The Bulls also have the most gifted back to come out of schoolboy rugby in this country for many a moon. Jesse Kriel went to Maritzburg College and lit up the grounds of KwaZulu-Natal with his fullback play. He has sometimes been slotted in at centre by Junior Bok coach Dawie Theron because of injuries in the squad, and the Bulls have already tried him at flyhalf in age group rugby.

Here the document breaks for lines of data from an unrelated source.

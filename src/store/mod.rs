//! Persistence seam for the recruitment data.
//!
//! Services only talk to [`RecruitmentStore`]. `PgStore` backs production,
//! `MemoryStore` backs local runs and the test suite.

pub mod memory;
pub mod postgres;

use async_trait::async_trait;
use chrono::{DateTime, Utc};
use std::sync::Arc;
use uuid::Uuid;

use crate::error::Result;
use crate::models::{
    candidate::{Candidate, CandidateChanges, CandidateFilter, NewCandidate},
    history::{HistoryFilter, HistoryLookup, HistoryRecord, NewHistoryRecord},
    job::{Job, JobChanges, JobFilter, NewJob},
    notification::{NewNotification, Notification},
    stage::{NewStageRecord, StageRecord},
    user::{NewUser, Theme, User},
};

pub use memory::MemoryStore;
pub use postgres::PgStore;

pub type SharedStore = Arc<dyn RecruitmentStore>;

#[cfg_attr(test, mockall::automock)]
#[async_trait]
pub trait RecruitmentStore: Send + Sync {
    async fn insert_candidate(&self, candidate: NewCandidate) -> Result<Candidate>;
    async fn get_candidate(&self, id: Uuid) -> Result<Option<Candidate>>;
    async fn find_candidate_by_tax_id(&self, tax_id: &str) -> Result<Option<Candidate>>;
    /// Newest first.
    async fn list_candidates(&self, filter: &CandidateFilter) -> Result<Vec<Candidate>>;
    async fn update_candidate(
        &self,
        id: Uuid,
        changes: &CandidateChanges,
    ) -> Result<Option<Candidate>>;
    async fn delete_candidate(&self, id: Uuid) -> Result<bool>;

    async fn append_stage_record(&self, record: NewStageRecord) -> Result<StageRecord>;
    /// Oldest first.
    async fn stage_records(&self, candidate_id: Uuid) -> Result<Vec<StageRecord>>;
    async fn stage_records_for(&self, candidate_ids: &[Uuid]) -> Result<Vec<StageRecord>>;

    /// Inserts the history row, points the candidate's stage log at it and
    /// deletes the active candidate as one unit. Fails with `NotFound` when
    /// the candidate is already gone.
    async fn archive_candidate(
        &self,
        candidate_id: Uuid,
        record: NewHistoryRecord,
    ) -> Result<HistoryRecord>;
    /// `append_stage_record` followed by `archive_candidate`, all or nothing.
    async fn reject_candidate(
        &self,
        stage: NewStageRecord,
        record: NewHistoryRecord,
    ) -> Result<(StageRecord, HistoryRecord)>;
    /// Stage log of an archived application, oldest first.
    async fn history_stage_records(&self, history_id: Uuid) -> Result<Vec<StageRecord>>;
    /// Most recent application first.
    async fn lookup_history(&self, lookup: &HistoryLookup) -> Result<Vec<HistoryRecord>>;
    async fn list_history(&self, filter: &HistoryFilter) -> Result<Vec<HistoryRecord>>;
    async fn get_history(&self, id: Uuid) -> Result<Option<HistoryRecord>>;

    async fn insert_job(&self, job: NewJob) -> Result<Job>;
    async fn get_job(&self, id: Uuid) -> Result<Option<Job>>;
    /// Returns the requested page and the total count.
    async fn list_jobs(&self, filter: &JobFilter, limit: i64, offset: i64)
        -> Result<(Vec<Job>, i64)>;
    async fn update_job(&self, id: Uuid, changes: &JobChanges) -> Result<Option<Job>>;
    async fn delete_job(&self, id: Uuid) -> Result<bool>;

    async fn insert_user(&self, user: NewUser) -> Result<User>;
    async fn get_user(&self, id: Uuid) -> Result<Option<User>>;
    async fn find_user_by_email(&self, email: &str) -> Result<Option<User>>;
    async fn set_user_theme(&self, id: Uuid, theme: Theme) -> Result<Option<User>>;

    async fn insert_notification(&self, notification: NewNotification) -> Result<Notification>;
    /// Newest first.
    async fn list_notifications(
        &self,
        unread_only: bool,
        since: Option<DateTime<Utc>>,
        limit: i64,
    ) -> Result<Vec<Notification>>;
    async fn count_unread_notifications(&self) -> Result<i64>;
    async fn mark_notification_read(&self, id: Uuid) -> Result<bool>;
    async fn mark_all_notifications_read(&self) -> Result<u64>;
}
use chrono::{DateTime, Duration, Utc};
use jsonwebtoken::{decode, encode, Algorithm, DecodingKey, EncodingKey, Header, Validation};
use serde::{Deserialize, Serialize};
use uuid::Uuid;

#[derive(Debug, Clone, Serialize, Deserialize)]
pub struct Claims {
    pub sub: Uuid,
    pub role: String,
    pub jti: Uuid,
    pub exp: usize,
}

impl Claims {
    pub fn expires_at(&self) -> DateTime<Utc> {
        DateTime::<Utc>::from_timestamp(self.exp as i64, 0).unwrap_or_else(Utc::now)
    }
}

pub fn issue_session_token(
    secret: &str,
    user_id: Uuid,
    role: &str,
    ttl_hours: i64,
) -> jsonwebtoken::errors::Result<(String, Claims)> {
    let exp = Utc::now() + Duration::hours(ttl_hours);
    let claims = Claims {
        sub: user_id,
        role: role.to_string(),
        jti: Uuid::new_v4(),
        exp: exp.timestamp() as usize,
    };
    let token = encode(
        &Header::new(Algorithm::HS256),
        &claims,
        &EncodingKey::from_secret(secret.as_bytes()),
    )?;
    Ok((token, claims))
}

pub fn decode_session_token(secret: &str, token: &str) -> jsonwebtoken::errors::Result<Claims> {
    let mut validation = Validation::new(Algorithm::HS256);
    validation.validate_exp = true;
    let data = decode::<Claims>(
        token,
        &DecodingKey::from_secret(secret.as_bytes()),
        &validation,
    )?;
    Ok(data.claims)
}

#[cfg(test)]
mod tests {
    use super::*;

    #[test]
    fn issued_token_decodes_with_same_secret() {
        let user = Uuid::new_v4();
        let (token, claims) = issue_session_token("secret", user, "hr", 1).unwrap();
        let decoded = decode_session_token("secret", &token).unwrap();
        assert_eq!(decoded.sub, user);
        assert_eq!(decoded.jti, claims.jti);
        assert_eq!(decoded.role, "hr");
    }

    #[test]
    fn wrong_secret_is_rejected() {
        let (token, _) = issue_session_token("secret", Uuid::new_v4(), "hr", 1).unwrap();
        assert!(decode_session_token("other", &token).is_err());
    }

    #[test]
    fn expired_token_is_rejected() {
        let (token, _) = issue_session_token("secret", Uuid::new_v4(), "hr", -2).unwrap();
        assert!(decode_session_token("secret", &token).is_err());
    }
}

Elsewhere, there is Super Rugby experience in the shape of the Kings pair, wing Sergeal Petersen and eighth man Aidon Davis, while Sharks centre André Esterhuizen has been identified by White as a future star. At lock, the massive frame of JD Schickerling was honed at Paarl Gim, while that school’s great rival, Paarl Boys High, produced Thomas du Toit.
The latter is a physical freak, weighing in at a fat-free 130kg. Du Toit matriculated last year and turned 19 in May as a member of the Sharks squad. Sharks Academy boss and former Springbok tighthead Etienne Fynn was instrumental in getting the youngster to go to Durban.
International sport is for young people and it is interesting to note that Du Toit is about one month younger than Schalk Burger was when he played in the under-21s back in 2002. Burger was two years younger than most of the rest of the team and was preferred by White to Luke Watson. Time has proven the current Sharks coach correct in his assessment of Burger’s ability. He is on the bench for the senior side on Saturday and will win his 70th cap if he comes on against Wales.
Now 31, Burger has overcome a potentially career-ending neck injury and a near-death experience with bacterial meningitis. The flowing blond locks have gone and there is a bald patch appearing on his crown, but those of us lucky enough to have seen him aged 19, hunting with the forwards and linking with the backs, will remember him that way forever.
It is safe to assume that Burger will be in front of a television set on Friday, cheering on the class of 2014 and wondering which of them will end up as household names.